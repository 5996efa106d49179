//! # Wire Messages
//!
//! Serializable types exchanged over trust channels. Messages are serialized
//! with bincode; decoding always goes through size-bounded options.
//!
//! | Type | Purpose |
//! |------|---------|
//! | [`PolicyUpdate`] | Load-balancing policy hint disseminated on adaptation |
//! | [`Envelope`] | A payload sealed for one directed channel |
//!
//! ## Envelope Authentication
//!
//! The MAC covers `ENVELOPE_MAC_DOMAIN || len(source) || source ||
//! len(destination) || destination || payload` under the channel's session
//! key. Binding both endpoints means a sealed payload cannot be replayed on a
//! different channel, even one that happens to share a key.

use bincode::Options;
use serde::{de::DeserializeOwned, Deserialize, Serialize};

use crate::adaptation::AdaptationReason;
use crate::crypto::{
    mac_with_domain, verify_mac_with_domain, MacError, SessionKey, ENVELOPE_MAC_DOMAIN,
};
use crate::identity::ControllerId;
use crate::metrics::MetricsSample;

/// Maximum encoded size of a policy update payload.
pub const MAX_PAYLOAD_SIZE: usize = 16 * 1024;

/// Maximum buffer size for deserialization, with room for envelope framing.
pub const MAX_DESERIALIZE_SIZE: u64 = (MAX_PAYLOAD_SIZE as u64) + 1024;

fn bincode_options() -> impl Options {
    bincode::DefaultOptions::new()
        .with_limit(MAX_DESERIALIZE_SIZE)
        .with_fixint_encoding()
}

pub fn serialize<T: Serialize>(value: &T) -> Result<Vec<u8>, bincode::Error> {
    bincode_options().serialize(value)
}

/// Deserialize with size bounds enforced.
pub fn deserialize_bounded<T: DeserializeOwned>(bytes: &[u8]) -> Result<T, bincode::Error> {
    bincode_options().deserialize(bytes)
}

/// Load-balancing action requested from peer controllers.
#[derive(Clone, Copy, Debug, PartialEq, Eq, Serialize, Deserialize)]
pub enum PolicyAction {
    /// Re-weight backend servers away from the overloaded pool.
    AdjustServerWeights,
    /// Serve alert-tagged queues first.
    PrioritizeAlertQueues,
}

#[derive(Clone, Debug, PartialEq, Serialize, Deserialize)]
pub struct PolicyUpdate {
    /// Per-issuer sequence number; strictly increasing.
    pub seqno: u64,
    pub issuer: ControllerId,
    pub issued_at_ms: u64,
    pub reasons: Vec<AdaptationReason>,
    pub sample: MetricsSample,
    pub actions: Vec<PolicyAction>,
}

impl PolicyUpdate {
    /// Build the update disseminated for an adaptation triggered by `sample`.
    ///
    /// Server weights are always adjusted; alert queues are prioritized only
    /// when the sample carried a congestion alert.
    pub fn for_adaptation(
        seqno: u64,
        issuer: ControllerId,
        issued_at_ms: u64,
        reasons: &[AdaptationReason],
        sample: MetricsSample,
    ) -> Self {
        let mut actions = vec![PolicyAction::AdjustServerWeights];
        if reasons.contains(&AdaptationReason::CongestionAlert) {
            actions.push(PolicyAction::PrioritizeAlertQueues);
        }
        Self {
            seqno,
            issuer,
            issued_at_ms,
            reasons: reasons.to_vec(),
            sample,
            actions,
        }
    }
}

#[derive(Clone, Debug, PartialEq, Eq, Serialize, Deserialize)]
pub struct Envelope {
    pub source: ControllerId,
    pub destination: ControllerId,
    pub payload: Vec<u8>,
    pub mac: Vec<u8>,
}

impl Envelope {
    fn build_authenticated_payload(
        source: &ControllerId,
        destination: &ControllerId,
        payload: &[u8],
    ) -> Vec<u8> {
        let mut data = Vec::with_capacity(
            16 + source.as_str().len() + destination.as_str().len() + payload.len(),
        );
        data.extend_from_slice(&(source.as_str().len() as u64).to_le_bytes());
        data.extend_from_slice(source.as_bytes());
        data.extend_from_slice(&(destination.as_str().len() as u64).to_le_bytes());
        data.extend_from_slice(destination.as_bytes());
        data.extend_from_slice(payload);
        data
    }

    /// Seal `payload` for the `source -> destination` channel.
    pub fn seal(
        key: &SessionKey,
        source: ControllerId,
        destination: ControllerId,
        payload: Vec<u8>,
    ) -> Self {
        let data = Self::build_authenticated_payload(&source, &destination, &payload);
        let mac = mac_with_domain(key, ENVELOPE_MAC_DOMAIN, &data).to_vec();
        Self {
            source,
            destination,
            payload,
            mac,
        }
    }

    /// Check the MAC under the channel key.
    pub fn verify(&self, key: &SessionKey) -> Result<(), MacError> {
        let data = Self::build_authenticated_payload(&self.source, &self.destination, &self.payload);
        verify_mac_with_domain(key, ENVELOPE_MAC_DOMAIN, &data, &self.mac)
    }
}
######
Restate each line above word for word.

repository 5996efa106d49179
//! # Wire Messages
//!
//! Serializable types exchanged over trust channels. Messages are serialized
//! with bincode; decoding always goes through size-bounded options.
//!
//! | Type | Purpose |
//! |------|---------|
//! | [`PolicyUpdate`] | Load-balancing policy hint disseminated on adaptation |
//! | [`Envelope`] | A payload sealed for one directed channel |
//!
//! ## Envelope Authentication
//!
//! The MAC covers `ENVELOPE_MAC_DOMAIN || len(source) || source ||
//! len(destination) || destination || payload` under the channel's session
//! key. Binding both endpoints means a sealed payload cannot be replayed on a
//! different channel, even one that happens to share a key.

use bincode::Options;
use serde::{de::DeserializeOwned, Deserialize, Serialize};

use crate::adaptation::AdaptationReason;
use crate::crypto::{
    mac_with_domain, verify_mac_with_domain, MacError, SessionKey, ENVELOPE_MAC_DOMAIN,
};
use crate::identity::ControllerId;
use crate::metrics::MetricsSample;

/// Maximum encoded size of a policy update payload.
pub const MAX_PAYLOAD_SIZE: usize = 16 * 1024;

/// Maximum buffer size for deserialization, with room for envelope framing.
pub const MAX_DESERIALIZE_SIZE: u64 = (MAX_PAYLOAD_SIZE as u64) + 1024;

fn bincode_options() -> impl Options {
    bincode::DefaultOptions::new()
        .with_limit(MAX_DESERIALIZE_SIZE)
        .with_fixint_encoding()
}

pub fn serialize<T: Serialize>(value: &T) -> Result<Vec<u8>, bincode::Error> {
    bincode_options().serialize(value)
}

/// Deserialize with size bounds enforced.
pub fn deserialize_bounded<T: DeserializeOwned>(bytes: &[u8]) -> Result<T, bincode::Error> {
    bincode_options().deserialize(bytes)
}

/// Load-balancing action requested from peer controllers.
#[derive(Clone, Copy, Debug, PartialEq, Eq, Serialize, Deserialize)]
pub enum PolicyAction {
    /// Re-weight backend servers away from the overloaded pool.
    AdjustServerWeights,
    /// Serve alert-tagged queues first.
    PrioritizeAlertQueues,
}

#[derive(Clone, Debug, PartialEq, Serialize, Deserialize)]
pub struct PolicyUpdate {
    /// Per-issuer sequence number; strictly increasing.
    pub seqno: u64,
    pub issuer: ControllerId,
    pub issued_at_ms: u64,
    pub reasons: Vec<AdaptationReason>,
    pub sample: MetricsSample,
    pub actions: Vec<PolicyAction>,
}

impl PolicyUpdate {
    /// Build the update disseminated for an adaptation triggered by `sample`.
    ///
    /// Server weights are always adjusted; alert queues are prioritized only
    /// when the sample carried a congestion alert.
    pub fn for_adaptation(
        seqno: u64,
        issuer: ControllerId,
        issued_at_ms: u64,
        reasons: &[AdaptationReason],
        sample: MetricsSample,
    ) -> Self {
        let mut actions = vec![PolicyAction::AdjustServerWeights];
        if reasons.contains(&AdaptationReason::CongestionAlert) {
            actions.push(PolicyAction::PrioritizeAlertQueues);
        }
        Self {
            seqno,
            issuer,
            issued_at_ms,
            reasons: reasons.to_vec(),
            sample,
            actions,
        }
    }
}

#[derive(Clone, Debug, PartialEq, Eq, Serialize, Deserialize)]
pub struct Envelope {
    pub source: ControllerId,
    pub destination: ControllerId,
    pub payload: Vec<u8>,
    pub mac: Vec<u8>,
}

impl Envelope {
    fn build_authenticated_payload(
        source: &ControllerId,
        destination: &ControllerId,
        payload: &[u8],
    ) -> Vec<u8> {
        let mut data = Vec::with_capacity(
            16 + source.as_str().len() + destination.as_str().len() + payload.len(),
        );
        data.extend_from_slice(&(source.as_str().len() as u64).to_le_bytes());
        data.extend_from_slice(source.as_bytes());
        data.extend_from_slice(&(destination.as_str().len() as u64).to_le_bytes());
        data.extend_from_slice(destination.as_bytes());
        data.extend_from_slice(payload);
        data
    }

    /// Seal `payload` for the `source -> destination` channel.
    pub fn seal(
        key: &SessionKey,
        source: ControllerId,
        destination: ControllerId,
        payload: Vec<u8>,
    ) -> Self {
        let data = Self::build_authenticated_payload(&source, &destination, &payload);
        let mac = mac_with_domain(key, ENVELOPE_MAC_DOMAIN, &data).to_vec();
        Self {
            source,
            destination,
            payload,
            mac,
        }
    }

    /// Check the MAC under the channel key.
    pub fn verify(&self, key: &SessionKey) -> Result<(), MacError> {
        let data = Self::build_authenticated_payload(&self.source, &self.destination, &self.payload);
        verify_mac_with_domain(key, ENVELOPE_MAC_DOMAIN, &data, &self.mac)
    }
}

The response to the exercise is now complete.